:: GIVEN DATA

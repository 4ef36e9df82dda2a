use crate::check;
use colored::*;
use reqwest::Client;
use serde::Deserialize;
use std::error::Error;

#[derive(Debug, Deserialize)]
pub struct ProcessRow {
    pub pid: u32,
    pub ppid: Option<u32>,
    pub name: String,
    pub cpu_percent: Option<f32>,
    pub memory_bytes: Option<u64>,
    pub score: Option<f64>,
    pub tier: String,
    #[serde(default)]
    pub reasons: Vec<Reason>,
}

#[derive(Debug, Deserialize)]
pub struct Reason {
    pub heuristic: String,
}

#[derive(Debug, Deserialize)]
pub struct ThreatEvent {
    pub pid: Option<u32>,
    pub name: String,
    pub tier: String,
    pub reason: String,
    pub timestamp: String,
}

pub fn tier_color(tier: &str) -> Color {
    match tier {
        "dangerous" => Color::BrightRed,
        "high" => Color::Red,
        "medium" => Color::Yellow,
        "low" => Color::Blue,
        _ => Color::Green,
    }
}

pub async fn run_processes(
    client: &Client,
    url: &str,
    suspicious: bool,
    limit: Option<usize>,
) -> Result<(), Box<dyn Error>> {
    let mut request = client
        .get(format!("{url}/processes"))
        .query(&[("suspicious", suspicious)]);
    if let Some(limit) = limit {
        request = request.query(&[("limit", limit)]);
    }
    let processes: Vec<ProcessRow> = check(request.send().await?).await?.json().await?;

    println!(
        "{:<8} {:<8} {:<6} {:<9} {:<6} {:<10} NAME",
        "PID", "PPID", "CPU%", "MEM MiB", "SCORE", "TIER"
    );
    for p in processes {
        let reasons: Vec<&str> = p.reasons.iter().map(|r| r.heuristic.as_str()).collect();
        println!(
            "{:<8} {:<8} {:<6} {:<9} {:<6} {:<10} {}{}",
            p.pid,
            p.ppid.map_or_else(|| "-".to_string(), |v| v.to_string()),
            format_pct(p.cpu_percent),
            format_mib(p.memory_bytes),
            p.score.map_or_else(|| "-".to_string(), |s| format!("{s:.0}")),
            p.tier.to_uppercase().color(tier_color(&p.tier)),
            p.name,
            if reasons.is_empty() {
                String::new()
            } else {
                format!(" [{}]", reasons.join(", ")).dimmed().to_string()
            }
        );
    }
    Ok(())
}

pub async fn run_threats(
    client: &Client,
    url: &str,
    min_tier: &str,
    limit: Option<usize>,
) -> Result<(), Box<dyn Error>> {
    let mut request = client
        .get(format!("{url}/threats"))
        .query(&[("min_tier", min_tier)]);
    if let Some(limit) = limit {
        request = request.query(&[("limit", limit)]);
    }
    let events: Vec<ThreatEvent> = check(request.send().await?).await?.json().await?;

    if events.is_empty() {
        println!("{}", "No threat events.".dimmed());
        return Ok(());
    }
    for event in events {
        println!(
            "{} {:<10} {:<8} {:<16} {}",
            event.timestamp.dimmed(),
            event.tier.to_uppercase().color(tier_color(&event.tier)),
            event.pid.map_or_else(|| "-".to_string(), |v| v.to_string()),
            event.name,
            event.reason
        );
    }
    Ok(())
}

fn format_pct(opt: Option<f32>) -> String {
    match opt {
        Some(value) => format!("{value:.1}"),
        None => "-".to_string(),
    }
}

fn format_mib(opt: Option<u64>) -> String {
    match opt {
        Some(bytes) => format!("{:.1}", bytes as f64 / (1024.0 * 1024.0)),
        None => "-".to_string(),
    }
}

::::

WORK ITEM -> Scanning the material above, work out how many lines contain the word "async" and reply with the number only.

YOUR SOLUTION -> 2